L’indice socio-économique du ménage est un indicateur numérique attribué aux ménages inscrits au RSU, il reflète la situation socio-économique du ménage, et se calcule en se basant sur une formule de scoring (Modèle PMT – Proxy Means Testing – Évaluation des ressources par approximation), développée par le Haut- Commissariat au plan (HCP) avec l’appui technique de la Banque Mondiale, à travers des enquêtes terrain et des méthodes scientifiques éprouvées.
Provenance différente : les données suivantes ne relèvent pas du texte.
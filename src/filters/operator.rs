//! Gradient operator table
//!
//! Each operator is a pair of fixed integer kernels, `gx` and `gy`, stored
//! row-major as `[dy][dx]`.

use std::fmt;
use std::str::FromStr;

use crate::error::EdgeError;

const SOBEL_X: [i32; 9] = [-1, 0, 1, -2, 0, 2, -1, 0, 1];
const SOBEL_Y: [i32; 9] = [-1, -2, -1, 0, 0, 0, 1, 2, 1];

const PREWITT_X: [i32; 9] = [-1, 0, 1, -1, 0, 1, -1, 0, 1];
const PREWITT_Y: [i32; 9] = [-1, -1, -1, 0, 0, 0, 1, 1, 1];

const ROBERTS_X: [i32; 4] = [1, 0, 0, -1];
const ROBERTS_Y: [i32; 4] = [0, 1, -1, 0];

/// Supported edge operators
#[derive(Debug, Clone, Copy, PartialEq, Eq, Hash, Default)]
pub enum Operator {
    /// 3x3 Sobel
    #[default]
    Sobel,
    /// 3x3 Prewitt
    Prewitt,
    /// 2x2 Roberts cross
    Roberts,
}

/// Kernel pair of one operator
#[derive(Debug, Clone, Copy, PartialEq, Eq)]
pub struct KernelPair {
    /// Side length of the square window
    pub size: usize,
    /// Horizontal gradient kernel, row-major
    pub gx: &'static [i32],
    /// Vertical gradient kernel, row-major
    pub gy: &'static [i32],
}

impl KernelPair {
    /// Horizontal kernel weight at (row, col)
    #[inline]
    pub fn gx_at(&self, row: usize, col: usize) -> i32 {
        self.gx[row * self.size + col]
    }

    /// Vertical kernel weight at (row, col)
    #[inline]
    pub fn gy_at(&self, row: usize, col: usize) -> i32 {
        self.gy[row * self.size + col]
    }
}

impl Operator {
    /// All operators, in selector order
    pub const ALL: [Operator; 3] = [Operator::Sobel, Operator::Prewitt, Operator::Roberts];

    /// Kernel pair for this operator
    pub fn kernels(&self) -> KernelPair {
        match self {
            Operator::Sobel => KernelPair {
                size: 3,
                gx: &SOBEL_X,
                gy: &SOBEL_Y,
            },
            Operator::Prewitt => KernelPair {
                size: 3,
                gx: &PREWITT_X,
                gy: &PREWITT_Y,
            },
            Operator::Roberts => KernelPair {
                size: 2,
                gx: &ROBERTS_X,
                gy: &ROBERTS_Y,
            },
        }
    }

    /// Side length of the operator window
    pub fn window_size(&self) -> usize {
        self.kernels().size
    }

    /// Lower-case selector name
    pub fn name(&self) -> &'static str {
        match self {
            Operator::Sobel => "sobel",
            Operator::Prewitt => "prewitt",
            Operator::Roberts => "roberts",
        }
    }
}

impl fmt::Display for Operator {
    fn fmt(&self, f: &mut fmt::Formatter<'_>) -> fmt::Result {
        f.write_str(self.name())
    }
}

impl FromStr for Operator {
    type Err = EdgeError;

    fn from_str(s: &str) -> Result<Self, Self::Err> {
        match s.trim().to_ascii_lowercase().as_str() {
            "sobel" => Ok(Operator::Sobel),
            "prewitt" => Ok(Operator::Prewitt),
            "roberts" | "roberts-cross" => Ok(Operator::Roberts),
            _ => Err(EdgeError::UnknownOperator(s.to_string())),
        }
    }
}

#[cfg(test)]
mod tests {
    use super::*;

    #[test]
    fn test_window_sizes() {
        assert_eq!(Operator::Sobel.window_size(), 3);
        assert_eq!(Operator::Prewitt.window_size(), 3);
        assert_eq!(Operator::Roberts.window_size(), 2);
        for op in Operator::ALL {
            let k = op.kernels();
            assert_eq!(k.gx.len(), k.size * k.size);
            assert_eq!(k.gy.len(), k.size * k.size);
        }
    }

    #[test]
    fn test_kernel_layout() {
        let sobel = Operator::Sobel.kernels();
        assert_eq!(sobel.gx_at(1, 0), -2);
        assert_eq!(sobel.gx_at(1, 2), 2);
        assert_eq!(sobel.gy_at(2, 1), 2);

        let roberts = Operator::Roberts.kernels();
        assert_eq!(roberts.gx_at(1, 1), -1);
        assert_eq!(roberts.gy_at(0, 1), 1);
        assert_eq!(roberts.gy_at(1, 0), -1);
    }

    #[test]
    fn test_kernels_sum_to_zero() {
        for op in Operator::ALL {
            let k = op.kernels();
            assert_eq!(k.gx.iter().sum::<i32>(), 0, "{op} gx");
            assert_eq!(k.gy.iter().sum::<i32>(), 0, "{op} gy");
        }
    }

    #[test]
    fn test_parse() {
        assert_eq!("Sobel".parse::<Operator>().unwrap(), Operator::Sobel);
        assert_eq!(" prewitt ".parse::<Operator>().unwrap(), Operator::Prewitt);
        assert_eq!("roberts-cross".parse::<Operator>().unwrap(), Operator::Roberts);
        assert!(matches!(
            "canny".parse::<Operator>(),
            Err(EdgeError::UnknownOperator(_))
        ));
        for op in Operator::ALL {
            assert_eq!(op.to_string().parse::<Operator>().unwrap(), op);
        }
    }
}
use super::gray::{GrayBuffer, WHITE};

/// Compact bit matrix marking edge pixels
#[derive(Debug, Clone)]
pub struct BitMatrix {
    width: usize,
    height: usize,
    data: Vec<u8>,
}

impl BitMatrix {
    /// Create a new bit matrix with given dimensions
    pub fn new(width: usize, height: usize) -> Self {
        let bytes_needed = (width * height).div_ceil(8);
        Self {
            width,
            height,
            data: vec![0; bytes_needed],
        }
    }

    /// Build a matrix with a bit set for every pure white pixel of `mask`
    pub fn from_white_pixels(mask: &GrayBuffer) -> Self {
        let mut matrix = Self::new(mask.width(), mask.height());
        for y in 0..mask.height() {
            for (x, &v) in mask.row(y).iter().enumerate() {
                if v == WHITE {
                    matrix.set(x, y, true);
                }
            }
        }
        matrix
    }

    /// Get matrix width
    pub fn width(&self) -> usize {
        self.width
    }

    /// Get matrix height
    pub fn height(&self) -> usize {
        self.height
    }

    /// Get bit at (x, y)
    pub fn get(&self, x: usize, y: usize) -> bool {
        if x >= self.width || y >= self.height {
            return false;
        }
        let index = y * self.width + x;
        (self.data[index / 8] >> (index % 8)) & 1 == 1
    }

    /// Set bit at (x, y)
    pub fn set(&mut self, x: usize, y: usize, value: bool) {
        if x >= self.width || y >= self.height {
            return;
        }
        let index = y * self.width + x;
        let bit = 1 << (index % 8);
        if value {
            self.data[index / 8] |= bit;
        } else {
            self.data[index / 8] &= !bit;
        }
    }

    /// Number of set bits
    pub fn count_ones(&self) -> usize {
        self.data.iter().map(|b| b.count_ones() as usize).sum()
    }
}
L’indice socio-économique prend en ligne de compte trois critères, en l’occurrence les spécificités démographiques et socio-économique du ménage, la région de résidence et le milieu de vie, urbain ou rural.
Parmi les indicateurs retenus, on cite notamment la taille du ménage, la situation professionnelle, le type d’habitation, les équipements, les dépenses courantes (gaz, électricité, eau) ou encore les biens non consommables.
Lorsque l’on cherche à identifier les ménages exposés à l’insécurité alimentaire, la plupart des mécanismes de ciblage par PMT ou CBT (community-based targeting – méthode du ciblage communautaire) ne sont pas plus performants qu’une attribution aléatoire des avantages. En revanche, les coûts du ciblage ne représentent qu’une petite part des budgets.

–Banque mondiale, Analyser l’impact des chocs climatiques et autres sur la pauvreté

Malgré ces qualités, le modèle n’identifie pas avec exactitude les ménages les plus pauvres. Les erreurs sont plus élevées en dessous du seuil d’éligibilité du 30ème percentile. Mais elles sont raisonnables à partir de ce seuil. Il en est de même du taux de couverture. Enfin, par rapport à ce seuil, les erreurs d’exclusion et d’inclusion du modèle PMT ne sont pas loin de celles des modèles PMT d’autres pays. Pour pallier à cette faiblesse, la Banque mondiale suggère de combiner le PMT avec une autre méthode comme le ciblage communautaire, par exemple.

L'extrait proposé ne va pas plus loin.